Folha Online sinapse  
30/09/2003 - 03h08

"Construir conhecimento não é como ir ao cinema"

HELOÍSA HELVÉCIA
free-lance para a Folha de S.Paulo

Teorias pedagógicas como a da escola Lumiar têm, de acordo com a educadora Maria Madalena Costa Freire, 57, um ranço de reação, ainda, ao período de ditadura. "Parecem mais uma resposta ao centralismo autoritário que uma busca real de relações democráticas na escola. Confundem autoridade com autoritarismo, tentam eliminar a hierarquia. Mas toda instituição tem a sua, a hierarquia permeia as relações humanas. Até quando você diz que 'aqui ninguém manda' tem alguém mandando, só que não está assumido. Ninguém, numa escola, se safa dizendo que não é professor", diz a coordenadora do Espaço Pedagógico, centro de formação de educadores, em São Paulo.

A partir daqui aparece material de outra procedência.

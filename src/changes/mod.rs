//! Logical changes and their reconciliation against branches
//!
//! - **group**: correlates physical commits into [`Change`]s by Change-Id and
//!   collects changes per story
//! - **planner**: decides which changes a target branch is still missing

pub mod group;
pub mod planner;

pub use group::{Change, StoryChangeGroup, group_by_change_id, group_by_story_id};
pub use planner::CherryPickPlanner;
//! `story start`: create the story branch and mark the story started

use super::{find_story, story_branch};
use crate::action::{ActionChain, GitAction, GitUndo, ReportAction};
use crate::core::context::WorkflowContext;
use crate::core::error::{FlowError, FlowResult};
use crate::release::{branch_refspec, stories};
use crate::tracker::StoryState;

pub fn run(ctx: &WorkflowContext, id: &str) -> FlowResult<()> {
  let branches = ctx.branches();
  let git = &ctx.git;
  let branch = story_branch(ctx, id);

  println!("🌱 Starting story {}", id);

  ActionChain::run(|chain| {
    ctx.begin(chain)?;
    ctx.fetch()?;

    let tracker = ctx.tracker();
    let story = find_story(tracker.as_ref(), id)?;
    stories::require_states(&[id.to_string()], std::slice::from_ref(&story), "new", |state| {
      state == StoryState::New
    })?;

    if git.ref_exists(&format!("refs/heads/{}", branch))? {
      return Err(FlowError::with_help(
        format!("Branch '{}' already exists", branch),
        format!("Check it out with 'git checkout {}'.", branch),
      ));
    }

    git.create_branch_at(&branch, &branches.trunk)?;
    chain.push_task(
      format!("create {}", branch),
      GitAction::new(git, GitUndo::DeleteBranch { name: branch.clone() }),
    );
    println!("   🌿 Created '{}' from '{}'", branch, branches.trunk);

    let undo = story.start()?;
    chain.push_task(format!("start story {}", id), undo);

    git.push(&branches.remote, &[branch_refspec(&branch)], false)?;
    chain.push(ReportAction::new(format!(
      "'{}' was already pushed to '{}'; delete it there by hand",
      branch, branches.remote
    )));

    Ok(())
  })?;

  if let Err(e) = git.checkout(&branch) {
    tracing::warn!(branch = %branch, error = %e, "could not check out story branch");
    println!("   ⚠️  Could not check out '{}': {}", branch, e);
  }
  println!();
  println!("✅ Story {} started on '{}'", id, branch);
  Ok(())
}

Cris Bierrenbach/Folha Imagem
A educadora Maria Madalena Freire
Filha do educador Paulo Freire e autora de "Sala de Aula - Que Espaço é Esse?" (Papirus, 1986) e "A Paixão de Conhecer o Mundo" (Paz e Terra, 1982), entre outros, Madalena Freire inspirou várias escolas consideradas inovadoras nos anos 80. Desde aquela década, ela assessora secretarias de educação municipais e estaduais.

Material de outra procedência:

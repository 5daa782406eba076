//! Commit records and the commit-log grammar
//!
//! - **parser**: turns `git log`/`git show` output into [`Commit`]s
//! - **source**: attributes each commit to the long-lived ref it came from

pub mod parser;
pub mod source;

pub use parser::parse;

use chrono::{DateTime, FixedOffset};
use serde::Serialize;
use std::fmt;

/// Tag correlating physical commits that form one logical change
pub const CHANGE_ID_TAG: &str = "Change-Id";
/// Tag linking a commit to an issue-tracker story
pub const STORY_ID_TAG: &str = "Story-Id";

/// Author or committer
#[derive(Debug, Clone, PartialEq, Eq, Serialize)]
pub struct Identity {
  pub name: String,
  pub email: String,
}

impl fmt::Display for Identity {
  fn fmt(&self, f: &mut fmt::Formatter<'_>) -> fmt::Result {
    write!(f, "{} <{}>", self.name, self.email)
  }
}

/// One physical commit as reported by `git log --pretty=fuller`
#[derive(Debug, Clone, PartialEq, Eq, Serialize)]
pub struct Commit {
  pub sha: String,
  /// Parent SHAs from the `Merge:` line; None for ordinary commits
  pub merge: Option<Vec<String>>,
  pub author: Identity,
  pub author_date: DateTime<FixedOffset>,
  pub committer: Identity,
  pub commit_date: DateTime<FixedOffset>,
  pub title: String,
  /// Message lines after the title, indentation stripped
  pub body: Vec<String>,
  pub change_id: Option<String>,
  pub story_id: Option<String>,
  /// Ref the commit was reached through
  pub source: String,
}

impl Commit {
  pub fn is_merge(&self) -> bool {
    self.merge.is_some()
  }

  pub fn short_sha(&self) -> &str {
    crate::core::error::short_sha(&self.sha)
  }
}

Madalena acha importante envolver as crianças na elaboração de normas, desde que a autoridade do professor esteja claramente nomeada. "Discutir, fazer plenárias, tudo isso é muito rico, mas não há porque ouvir as crianças sobre alguma regras. Somos educadores, temos de escutá-las não para obedecer seus desejos, mas para organizar sua busca do conhecimento."

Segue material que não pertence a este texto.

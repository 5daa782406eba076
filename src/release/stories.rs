//! Stories referenced by a commit range and their tracker states

use crate::commits::{self, Commit, STORY_ID_TAG};
use crate::core::error::{FlowError, FlowResult, StoryStateMismatch};
use crate::core::vcs::SystemGit;
use crate::tracker::{IssueTracker, Story, StoryState};

/// `from..to`, or everything reachable from `to` when `from` does not exist yet
pub fn range(git: &SystemGit, from: &str, to: &str) -> FlowResult<String> {
  if git.ref_exists(from)? {
    Ok(format!("{}..{}", from, to))
  } else {
    tracing::debug!(from, "range start does not exist, using full history");
    Ok(to.to_string())
  }
}

/// Commits reachable from `revisions` that carry a Story-Id tag, oldest first
pub fn tagged_commits(git: &SystemGit, revisions: &[&str]) -> FlowResult<Vec<Commit>> {
  let raw = git.log_raw(revisions, &[format!("^{}:", STORY_ID_TAG)])?;
  let commits = commits::parse(&raw)?;
  Ok(commits.into_iter().filter(|c| c.story_id.is_some()).collect())
}

/// Distinct story ids in order of first appearance
pub fn story_ids(commits: &[Commit]) -> Vec<String> {
  let mut ids: Vec<String> = Vec::new();
  for id in commits.iter().filter_map(|c| c.story_id.as_ref()) {
    if !ids.contains(id) {
      ids.push(id.clone());
    }
  }
  ids
}

/// Stories referenced in `range`, looked up in the tracker
pub fn stories_in_range(
  git: &SystemGit,
  tracker: &dyn IssueTracker,
  range: &str,
) -> FlowResult<(Vec<String>, Vec<Box<dyn Story>>)> {
  let ids = story_ids(&tagged_commits(git, &[range])?);
  let stories = tracker.list_stories_by_tag(&ids)?;
  Ok((ids, stories))
}

/// Fail unless every id names a story whose state satisfies `accept`.
///
/// Ids the tracker does not know count as mismatches too.
pub fn require_states(
  ids: &[String],
  stories: &[Box<dyn Story>],
  expected: &str,
  accept: impl Fn(StoryState) -> bool,
) -> FlowResult<()> {
  let mismatches: Vec<StoryStateMismatch> = ids
    .iter()
    .filter_map(|id| {
      let actual = match stories.iter().find(|s| s.readable_id() == id.as_str()) {
        Some(story) if accept(story.state()) => return None,
        Some(story) => story.state().to_string(),
        None => "unknown".to_string(),
      };
      Some(StoryStateMismatch {
        story_id: id.clone(),
        actual,
        expected: expected.to_string(),
      })
    })
    .collect();

  if !mismatches.is_empty() {
    return Err(FlowError::StoryState(mismatches));
  }
  Ok(())
}

/// Print one line per story
pub fn print_stories(stories: &[Box<dyn Story>]) {
  for story in stories {
    println!("   • {} [{}] {}", story.readable_id(), story.state(), story.title());
  }
}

A busca do saber, diz a pedagoga, só se dá com rigor e sistematização de atividades. "Construir conhecimento não é como ir ao cinema ou jogar bola. Exige tempo determinado, espaço determinado, rotina de trabalho, constância. Sem rotina, não se desenvolve disciplina intelectual, e isso se faz já a partir dos dois anos."

Na concepção da educadora, pode-se, no máximo, estudar individualmente, mas só se cria saber em grupo. Os atores necessários a essa construção são o grupo, o educador e o educando: "A liberdade com autoria e autonomia se dá no grupo. Essa trama delicada de organizar a liberdade só acontece se existe alguém que sabe mais. O dilema de buscar uma educação democrática é organizar o direito e a autoridade de cada um. Fugir desse dilema centralizando o poder num só pólo, seja o do educador ou o do educando, é reproduzir a relação autoritária. Mostra uma visão espontaneísta, familiar, e familiar desviada, porque até em casa alguém diz para a criança a hora de dormir".

Leia mais
  • Doutores em liberdade

         

  • Copyright Folha de S. Paulo. Todos os direitos reservados. É proibida a reprodução do conteúdo desta página em qualquer meio de comunicação, eletrônico ou impresso, sem autorização escrita da Folhapress (pesquisa@folhapress.com.br).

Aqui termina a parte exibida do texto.